* _Instructions to follow_
For the records that follow, give the number of lines in which the word "mock" occurs, with nothing added.

:: Data under study

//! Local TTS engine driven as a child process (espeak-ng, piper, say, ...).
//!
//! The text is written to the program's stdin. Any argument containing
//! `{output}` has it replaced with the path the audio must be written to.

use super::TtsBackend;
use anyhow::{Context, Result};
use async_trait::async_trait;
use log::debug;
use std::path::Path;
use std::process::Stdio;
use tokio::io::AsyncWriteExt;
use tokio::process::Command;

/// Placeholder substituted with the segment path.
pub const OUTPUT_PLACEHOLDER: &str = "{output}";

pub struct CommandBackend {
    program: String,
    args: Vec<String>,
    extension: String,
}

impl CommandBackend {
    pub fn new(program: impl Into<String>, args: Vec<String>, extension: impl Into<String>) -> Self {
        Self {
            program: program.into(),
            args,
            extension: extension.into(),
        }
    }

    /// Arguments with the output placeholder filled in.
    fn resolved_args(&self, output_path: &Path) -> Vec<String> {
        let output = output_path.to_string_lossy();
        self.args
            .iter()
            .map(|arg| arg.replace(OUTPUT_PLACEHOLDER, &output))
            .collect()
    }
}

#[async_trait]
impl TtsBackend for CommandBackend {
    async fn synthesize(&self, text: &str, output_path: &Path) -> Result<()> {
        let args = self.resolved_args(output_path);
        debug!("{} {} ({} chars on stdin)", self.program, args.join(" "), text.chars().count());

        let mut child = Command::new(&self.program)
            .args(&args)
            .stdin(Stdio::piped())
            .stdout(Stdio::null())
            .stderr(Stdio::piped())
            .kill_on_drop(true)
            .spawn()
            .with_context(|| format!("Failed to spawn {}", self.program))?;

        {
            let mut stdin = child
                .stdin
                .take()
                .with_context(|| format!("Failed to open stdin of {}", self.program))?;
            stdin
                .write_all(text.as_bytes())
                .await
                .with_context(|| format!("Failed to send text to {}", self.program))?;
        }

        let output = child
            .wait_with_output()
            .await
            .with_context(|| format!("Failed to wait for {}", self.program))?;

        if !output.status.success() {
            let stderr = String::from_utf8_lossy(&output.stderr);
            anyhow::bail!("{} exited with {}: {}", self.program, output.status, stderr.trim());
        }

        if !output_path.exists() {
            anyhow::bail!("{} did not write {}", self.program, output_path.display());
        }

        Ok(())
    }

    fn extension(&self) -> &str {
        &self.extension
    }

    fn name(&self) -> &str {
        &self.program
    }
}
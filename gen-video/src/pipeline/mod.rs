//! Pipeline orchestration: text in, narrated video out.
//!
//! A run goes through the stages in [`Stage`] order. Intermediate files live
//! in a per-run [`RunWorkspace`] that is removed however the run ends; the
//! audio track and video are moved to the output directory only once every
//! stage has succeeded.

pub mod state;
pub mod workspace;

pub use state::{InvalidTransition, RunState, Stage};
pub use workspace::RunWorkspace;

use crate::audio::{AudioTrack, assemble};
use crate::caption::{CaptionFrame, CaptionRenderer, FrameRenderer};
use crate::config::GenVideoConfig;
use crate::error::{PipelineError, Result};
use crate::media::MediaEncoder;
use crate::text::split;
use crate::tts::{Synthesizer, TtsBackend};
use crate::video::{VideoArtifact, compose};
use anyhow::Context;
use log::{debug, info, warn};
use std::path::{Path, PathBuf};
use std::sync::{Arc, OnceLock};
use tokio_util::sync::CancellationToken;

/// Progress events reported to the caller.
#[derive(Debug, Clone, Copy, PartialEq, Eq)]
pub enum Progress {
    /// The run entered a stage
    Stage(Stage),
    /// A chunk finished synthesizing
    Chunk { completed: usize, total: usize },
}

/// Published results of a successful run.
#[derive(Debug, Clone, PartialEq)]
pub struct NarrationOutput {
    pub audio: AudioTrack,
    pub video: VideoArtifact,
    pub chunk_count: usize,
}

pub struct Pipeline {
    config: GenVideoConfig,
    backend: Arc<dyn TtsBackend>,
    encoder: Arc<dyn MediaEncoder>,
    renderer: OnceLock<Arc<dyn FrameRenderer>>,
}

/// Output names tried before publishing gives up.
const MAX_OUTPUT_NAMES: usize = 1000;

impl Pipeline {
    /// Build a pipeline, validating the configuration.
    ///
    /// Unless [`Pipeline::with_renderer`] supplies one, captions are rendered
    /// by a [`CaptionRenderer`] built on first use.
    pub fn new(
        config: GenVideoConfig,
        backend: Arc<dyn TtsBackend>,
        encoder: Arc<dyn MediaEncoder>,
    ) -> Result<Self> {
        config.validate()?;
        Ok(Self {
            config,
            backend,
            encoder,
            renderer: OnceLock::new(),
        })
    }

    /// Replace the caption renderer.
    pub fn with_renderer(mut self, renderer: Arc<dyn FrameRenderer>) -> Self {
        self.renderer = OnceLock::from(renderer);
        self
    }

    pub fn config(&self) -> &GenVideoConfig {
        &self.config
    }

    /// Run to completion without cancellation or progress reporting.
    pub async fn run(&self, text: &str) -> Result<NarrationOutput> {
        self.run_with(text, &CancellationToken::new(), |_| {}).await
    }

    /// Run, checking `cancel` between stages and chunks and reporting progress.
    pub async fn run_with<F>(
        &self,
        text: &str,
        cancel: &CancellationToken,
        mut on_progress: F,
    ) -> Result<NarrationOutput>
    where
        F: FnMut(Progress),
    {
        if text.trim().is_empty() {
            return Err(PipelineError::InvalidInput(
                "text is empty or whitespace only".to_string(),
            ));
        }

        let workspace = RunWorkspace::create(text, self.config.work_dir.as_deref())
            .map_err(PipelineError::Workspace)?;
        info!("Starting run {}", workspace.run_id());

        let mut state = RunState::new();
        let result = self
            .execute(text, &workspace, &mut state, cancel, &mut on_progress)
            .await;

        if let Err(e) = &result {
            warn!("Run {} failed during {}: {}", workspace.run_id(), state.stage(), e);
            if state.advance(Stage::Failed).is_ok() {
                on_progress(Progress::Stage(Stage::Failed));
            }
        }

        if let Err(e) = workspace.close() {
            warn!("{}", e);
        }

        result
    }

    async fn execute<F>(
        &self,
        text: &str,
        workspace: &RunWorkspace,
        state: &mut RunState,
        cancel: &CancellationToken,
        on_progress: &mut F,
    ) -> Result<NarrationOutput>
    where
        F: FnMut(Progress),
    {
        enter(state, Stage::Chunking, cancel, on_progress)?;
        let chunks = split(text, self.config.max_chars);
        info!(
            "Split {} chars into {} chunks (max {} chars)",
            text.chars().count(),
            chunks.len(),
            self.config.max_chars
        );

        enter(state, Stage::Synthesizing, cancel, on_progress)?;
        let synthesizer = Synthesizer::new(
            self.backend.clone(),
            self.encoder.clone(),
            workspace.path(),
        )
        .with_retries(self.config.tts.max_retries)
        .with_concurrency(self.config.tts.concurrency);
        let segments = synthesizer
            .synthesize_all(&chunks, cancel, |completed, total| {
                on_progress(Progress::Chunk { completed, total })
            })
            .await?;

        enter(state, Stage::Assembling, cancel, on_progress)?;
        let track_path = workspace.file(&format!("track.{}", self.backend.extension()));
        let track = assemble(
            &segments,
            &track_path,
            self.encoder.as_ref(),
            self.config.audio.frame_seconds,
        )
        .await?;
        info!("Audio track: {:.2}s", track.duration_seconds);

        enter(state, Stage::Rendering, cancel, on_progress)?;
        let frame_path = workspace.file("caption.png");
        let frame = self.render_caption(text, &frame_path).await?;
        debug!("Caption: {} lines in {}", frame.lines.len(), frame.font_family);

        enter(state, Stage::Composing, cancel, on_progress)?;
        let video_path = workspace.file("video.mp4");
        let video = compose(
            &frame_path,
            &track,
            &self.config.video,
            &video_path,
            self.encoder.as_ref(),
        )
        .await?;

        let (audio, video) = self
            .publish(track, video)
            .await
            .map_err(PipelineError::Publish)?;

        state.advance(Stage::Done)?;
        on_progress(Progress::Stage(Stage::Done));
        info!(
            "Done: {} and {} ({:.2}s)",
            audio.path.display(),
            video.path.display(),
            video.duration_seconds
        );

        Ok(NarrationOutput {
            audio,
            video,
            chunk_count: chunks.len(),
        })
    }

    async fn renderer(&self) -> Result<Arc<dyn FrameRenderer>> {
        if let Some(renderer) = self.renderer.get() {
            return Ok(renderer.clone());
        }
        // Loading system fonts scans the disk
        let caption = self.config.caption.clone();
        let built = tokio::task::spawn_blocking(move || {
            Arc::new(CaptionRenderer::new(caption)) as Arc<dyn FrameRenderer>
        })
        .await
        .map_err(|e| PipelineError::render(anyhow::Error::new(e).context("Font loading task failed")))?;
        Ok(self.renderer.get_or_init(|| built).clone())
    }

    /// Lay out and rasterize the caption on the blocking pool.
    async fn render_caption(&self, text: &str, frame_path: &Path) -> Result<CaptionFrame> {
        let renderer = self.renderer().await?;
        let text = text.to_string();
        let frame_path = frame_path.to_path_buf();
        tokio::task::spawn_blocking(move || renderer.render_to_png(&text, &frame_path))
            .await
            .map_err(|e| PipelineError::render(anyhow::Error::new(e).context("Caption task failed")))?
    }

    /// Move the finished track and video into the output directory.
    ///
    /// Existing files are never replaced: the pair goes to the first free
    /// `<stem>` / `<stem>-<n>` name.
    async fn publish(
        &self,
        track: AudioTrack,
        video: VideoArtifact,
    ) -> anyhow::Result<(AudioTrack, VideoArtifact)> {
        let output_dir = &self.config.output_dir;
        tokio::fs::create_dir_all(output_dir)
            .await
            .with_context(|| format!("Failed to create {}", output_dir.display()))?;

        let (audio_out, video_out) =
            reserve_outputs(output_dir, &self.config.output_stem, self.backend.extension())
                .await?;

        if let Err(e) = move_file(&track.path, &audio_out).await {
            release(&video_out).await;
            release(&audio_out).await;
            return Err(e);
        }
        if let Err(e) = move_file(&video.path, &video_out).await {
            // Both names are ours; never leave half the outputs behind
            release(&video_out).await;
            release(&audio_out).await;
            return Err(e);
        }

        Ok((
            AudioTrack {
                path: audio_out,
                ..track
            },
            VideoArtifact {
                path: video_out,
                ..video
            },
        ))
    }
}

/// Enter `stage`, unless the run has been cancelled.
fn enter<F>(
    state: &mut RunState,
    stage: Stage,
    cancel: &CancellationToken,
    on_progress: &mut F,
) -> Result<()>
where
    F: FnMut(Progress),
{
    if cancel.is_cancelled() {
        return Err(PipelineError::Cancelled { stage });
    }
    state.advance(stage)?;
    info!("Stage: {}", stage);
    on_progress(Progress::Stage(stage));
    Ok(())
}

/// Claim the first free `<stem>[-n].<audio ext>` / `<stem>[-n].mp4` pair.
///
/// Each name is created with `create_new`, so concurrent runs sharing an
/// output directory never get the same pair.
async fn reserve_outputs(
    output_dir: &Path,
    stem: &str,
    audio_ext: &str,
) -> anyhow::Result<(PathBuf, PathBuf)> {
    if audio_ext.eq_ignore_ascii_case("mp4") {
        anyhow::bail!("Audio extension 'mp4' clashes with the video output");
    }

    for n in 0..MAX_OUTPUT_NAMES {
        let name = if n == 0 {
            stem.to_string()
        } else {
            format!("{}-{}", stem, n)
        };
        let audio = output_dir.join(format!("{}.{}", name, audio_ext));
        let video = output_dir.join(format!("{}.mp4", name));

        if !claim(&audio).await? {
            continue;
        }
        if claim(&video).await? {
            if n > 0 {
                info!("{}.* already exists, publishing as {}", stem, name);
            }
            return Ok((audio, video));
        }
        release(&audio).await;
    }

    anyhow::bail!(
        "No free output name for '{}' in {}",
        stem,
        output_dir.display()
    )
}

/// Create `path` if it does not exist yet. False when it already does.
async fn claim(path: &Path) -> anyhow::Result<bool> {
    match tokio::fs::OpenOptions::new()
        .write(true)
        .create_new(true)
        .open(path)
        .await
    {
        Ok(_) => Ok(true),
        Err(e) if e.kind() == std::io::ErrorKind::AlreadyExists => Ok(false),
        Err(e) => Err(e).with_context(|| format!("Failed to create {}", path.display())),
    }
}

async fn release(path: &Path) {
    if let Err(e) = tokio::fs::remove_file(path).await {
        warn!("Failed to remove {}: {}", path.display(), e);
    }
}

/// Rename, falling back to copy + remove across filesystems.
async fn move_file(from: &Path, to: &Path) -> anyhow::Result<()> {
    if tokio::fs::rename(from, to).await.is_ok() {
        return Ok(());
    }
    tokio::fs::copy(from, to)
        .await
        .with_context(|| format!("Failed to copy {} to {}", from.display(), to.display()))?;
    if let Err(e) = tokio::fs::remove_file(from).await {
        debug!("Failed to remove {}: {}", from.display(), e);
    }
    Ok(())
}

::::
:: Data under study

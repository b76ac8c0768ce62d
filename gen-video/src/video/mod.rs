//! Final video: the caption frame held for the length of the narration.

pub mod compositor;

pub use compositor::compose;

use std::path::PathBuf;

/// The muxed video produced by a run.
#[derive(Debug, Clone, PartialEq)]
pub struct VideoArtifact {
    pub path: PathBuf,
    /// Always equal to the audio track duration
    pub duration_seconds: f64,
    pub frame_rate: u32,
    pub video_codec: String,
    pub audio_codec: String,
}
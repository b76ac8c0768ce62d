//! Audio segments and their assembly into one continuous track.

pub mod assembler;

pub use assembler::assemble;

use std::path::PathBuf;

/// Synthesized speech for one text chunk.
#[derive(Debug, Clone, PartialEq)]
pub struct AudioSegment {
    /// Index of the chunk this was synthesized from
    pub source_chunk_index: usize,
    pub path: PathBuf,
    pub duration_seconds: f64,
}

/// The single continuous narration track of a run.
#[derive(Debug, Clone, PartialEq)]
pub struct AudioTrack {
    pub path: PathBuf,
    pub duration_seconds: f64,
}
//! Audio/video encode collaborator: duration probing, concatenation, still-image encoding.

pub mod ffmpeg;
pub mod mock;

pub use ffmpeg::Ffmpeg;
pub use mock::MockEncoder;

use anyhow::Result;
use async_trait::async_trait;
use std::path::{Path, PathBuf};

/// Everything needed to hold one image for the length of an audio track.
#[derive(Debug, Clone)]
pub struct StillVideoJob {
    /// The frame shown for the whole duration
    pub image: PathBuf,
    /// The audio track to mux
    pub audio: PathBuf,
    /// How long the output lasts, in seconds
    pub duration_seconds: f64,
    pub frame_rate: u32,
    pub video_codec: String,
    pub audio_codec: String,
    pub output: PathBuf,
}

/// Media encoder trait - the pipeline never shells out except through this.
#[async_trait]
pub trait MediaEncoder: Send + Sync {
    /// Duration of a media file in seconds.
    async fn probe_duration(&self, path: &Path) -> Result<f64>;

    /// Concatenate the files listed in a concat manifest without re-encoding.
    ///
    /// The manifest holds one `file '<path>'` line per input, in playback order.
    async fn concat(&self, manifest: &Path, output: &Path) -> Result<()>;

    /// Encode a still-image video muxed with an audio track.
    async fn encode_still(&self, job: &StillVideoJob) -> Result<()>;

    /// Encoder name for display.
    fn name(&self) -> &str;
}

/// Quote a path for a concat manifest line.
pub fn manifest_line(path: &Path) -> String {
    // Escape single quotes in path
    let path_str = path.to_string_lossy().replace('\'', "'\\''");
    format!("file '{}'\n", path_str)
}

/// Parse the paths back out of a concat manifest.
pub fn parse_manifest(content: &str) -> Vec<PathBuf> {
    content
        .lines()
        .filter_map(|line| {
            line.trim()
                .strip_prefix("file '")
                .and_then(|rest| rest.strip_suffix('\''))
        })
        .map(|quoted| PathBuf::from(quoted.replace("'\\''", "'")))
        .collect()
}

::::
:: Data under study

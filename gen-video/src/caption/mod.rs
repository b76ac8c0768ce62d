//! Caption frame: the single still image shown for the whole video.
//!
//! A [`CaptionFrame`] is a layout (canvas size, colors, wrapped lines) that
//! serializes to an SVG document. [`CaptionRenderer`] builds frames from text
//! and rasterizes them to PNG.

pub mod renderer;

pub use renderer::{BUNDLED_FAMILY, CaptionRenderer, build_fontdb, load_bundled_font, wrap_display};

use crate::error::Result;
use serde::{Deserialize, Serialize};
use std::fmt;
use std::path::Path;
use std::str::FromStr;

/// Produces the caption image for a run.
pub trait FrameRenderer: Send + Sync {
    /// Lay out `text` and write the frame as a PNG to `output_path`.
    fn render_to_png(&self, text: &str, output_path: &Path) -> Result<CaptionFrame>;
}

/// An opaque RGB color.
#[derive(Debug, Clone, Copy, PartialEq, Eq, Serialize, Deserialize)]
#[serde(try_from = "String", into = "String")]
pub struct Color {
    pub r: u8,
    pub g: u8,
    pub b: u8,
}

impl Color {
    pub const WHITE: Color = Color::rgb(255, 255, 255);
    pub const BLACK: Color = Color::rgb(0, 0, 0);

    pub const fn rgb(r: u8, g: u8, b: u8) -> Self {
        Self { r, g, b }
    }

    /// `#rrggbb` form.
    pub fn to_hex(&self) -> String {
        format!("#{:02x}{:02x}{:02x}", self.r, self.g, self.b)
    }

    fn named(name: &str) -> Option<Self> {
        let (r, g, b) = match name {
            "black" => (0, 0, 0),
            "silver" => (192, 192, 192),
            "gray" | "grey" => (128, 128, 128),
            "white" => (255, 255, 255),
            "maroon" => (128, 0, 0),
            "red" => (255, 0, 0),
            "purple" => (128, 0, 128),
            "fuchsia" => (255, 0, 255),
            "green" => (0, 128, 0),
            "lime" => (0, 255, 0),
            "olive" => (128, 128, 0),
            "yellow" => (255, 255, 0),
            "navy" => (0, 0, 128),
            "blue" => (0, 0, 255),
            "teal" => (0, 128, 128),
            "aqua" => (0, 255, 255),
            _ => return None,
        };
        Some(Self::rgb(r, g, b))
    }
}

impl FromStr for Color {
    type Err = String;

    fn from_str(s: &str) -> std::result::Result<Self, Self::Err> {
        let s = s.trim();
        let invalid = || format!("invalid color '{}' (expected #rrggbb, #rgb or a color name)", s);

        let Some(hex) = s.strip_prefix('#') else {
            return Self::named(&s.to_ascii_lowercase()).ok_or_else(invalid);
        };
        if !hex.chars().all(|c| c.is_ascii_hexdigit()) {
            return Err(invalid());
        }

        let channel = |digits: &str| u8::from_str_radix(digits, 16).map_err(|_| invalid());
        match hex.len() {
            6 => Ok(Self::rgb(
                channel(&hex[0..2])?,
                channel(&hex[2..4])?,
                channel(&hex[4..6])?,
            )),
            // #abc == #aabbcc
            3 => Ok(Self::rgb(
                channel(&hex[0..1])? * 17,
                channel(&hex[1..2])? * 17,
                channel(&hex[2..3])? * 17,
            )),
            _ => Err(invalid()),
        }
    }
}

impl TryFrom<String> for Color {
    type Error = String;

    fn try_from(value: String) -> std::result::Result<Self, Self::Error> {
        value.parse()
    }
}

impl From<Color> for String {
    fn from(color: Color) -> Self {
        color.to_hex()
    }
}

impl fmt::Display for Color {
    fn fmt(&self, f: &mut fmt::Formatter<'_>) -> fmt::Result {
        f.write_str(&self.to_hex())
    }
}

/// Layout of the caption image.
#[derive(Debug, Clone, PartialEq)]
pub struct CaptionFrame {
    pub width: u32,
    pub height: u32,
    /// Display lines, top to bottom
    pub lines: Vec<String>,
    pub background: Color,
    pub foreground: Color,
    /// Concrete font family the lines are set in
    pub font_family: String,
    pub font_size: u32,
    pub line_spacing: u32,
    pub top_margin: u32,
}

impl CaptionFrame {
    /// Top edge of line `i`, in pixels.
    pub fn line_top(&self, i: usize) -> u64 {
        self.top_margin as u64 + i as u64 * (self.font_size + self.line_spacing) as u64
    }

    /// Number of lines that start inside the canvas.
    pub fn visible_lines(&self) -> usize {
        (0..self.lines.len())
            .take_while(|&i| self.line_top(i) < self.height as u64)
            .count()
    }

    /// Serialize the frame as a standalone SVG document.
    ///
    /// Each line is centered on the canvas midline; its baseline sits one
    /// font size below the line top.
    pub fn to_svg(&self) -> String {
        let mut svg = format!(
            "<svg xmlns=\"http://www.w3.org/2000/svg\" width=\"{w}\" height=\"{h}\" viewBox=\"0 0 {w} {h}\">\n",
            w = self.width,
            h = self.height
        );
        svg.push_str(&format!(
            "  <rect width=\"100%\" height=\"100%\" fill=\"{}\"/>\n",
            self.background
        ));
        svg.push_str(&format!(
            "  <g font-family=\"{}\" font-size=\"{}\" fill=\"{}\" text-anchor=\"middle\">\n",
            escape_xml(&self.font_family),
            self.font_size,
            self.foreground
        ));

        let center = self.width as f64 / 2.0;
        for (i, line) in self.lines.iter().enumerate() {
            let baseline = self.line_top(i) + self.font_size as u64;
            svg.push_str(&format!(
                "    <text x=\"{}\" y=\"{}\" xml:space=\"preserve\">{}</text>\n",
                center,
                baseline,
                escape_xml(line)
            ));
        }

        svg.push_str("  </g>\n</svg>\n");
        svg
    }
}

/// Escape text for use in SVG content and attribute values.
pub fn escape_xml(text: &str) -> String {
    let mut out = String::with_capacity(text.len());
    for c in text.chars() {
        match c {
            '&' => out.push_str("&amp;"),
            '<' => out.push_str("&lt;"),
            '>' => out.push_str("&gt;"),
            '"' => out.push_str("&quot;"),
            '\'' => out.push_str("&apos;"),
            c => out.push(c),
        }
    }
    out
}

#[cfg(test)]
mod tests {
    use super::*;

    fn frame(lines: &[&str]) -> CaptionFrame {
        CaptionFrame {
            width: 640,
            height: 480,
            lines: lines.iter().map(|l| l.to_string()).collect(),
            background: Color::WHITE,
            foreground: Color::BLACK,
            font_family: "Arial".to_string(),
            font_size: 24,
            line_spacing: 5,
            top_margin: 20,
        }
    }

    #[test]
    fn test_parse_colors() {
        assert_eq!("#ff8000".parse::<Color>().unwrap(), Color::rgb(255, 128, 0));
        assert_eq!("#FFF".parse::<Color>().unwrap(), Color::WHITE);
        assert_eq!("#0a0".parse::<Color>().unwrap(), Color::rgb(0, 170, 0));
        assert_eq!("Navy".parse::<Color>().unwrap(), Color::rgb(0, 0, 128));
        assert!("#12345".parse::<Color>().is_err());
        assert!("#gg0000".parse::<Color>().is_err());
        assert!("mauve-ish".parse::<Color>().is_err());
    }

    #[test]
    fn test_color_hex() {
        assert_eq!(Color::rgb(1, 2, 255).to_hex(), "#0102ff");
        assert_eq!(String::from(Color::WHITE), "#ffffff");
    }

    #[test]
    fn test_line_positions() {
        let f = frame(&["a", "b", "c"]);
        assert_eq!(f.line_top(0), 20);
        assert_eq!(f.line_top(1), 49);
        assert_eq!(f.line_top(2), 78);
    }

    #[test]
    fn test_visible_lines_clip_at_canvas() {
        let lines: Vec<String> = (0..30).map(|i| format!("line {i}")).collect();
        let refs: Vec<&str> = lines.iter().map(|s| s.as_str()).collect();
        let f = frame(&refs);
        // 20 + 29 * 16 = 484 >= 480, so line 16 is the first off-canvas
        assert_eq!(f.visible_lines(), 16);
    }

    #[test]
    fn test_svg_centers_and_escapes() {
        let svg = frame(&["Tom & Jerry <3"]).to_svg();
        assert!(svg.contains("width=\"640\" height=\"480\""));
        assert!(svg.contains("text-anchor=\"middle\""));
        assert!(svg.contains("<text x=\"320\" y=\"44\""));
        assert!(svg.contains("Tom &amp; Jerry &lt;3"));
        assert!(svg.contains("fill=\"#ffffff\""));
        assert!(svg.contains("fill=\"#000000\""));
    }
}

::::

* _Response for this exercise_
2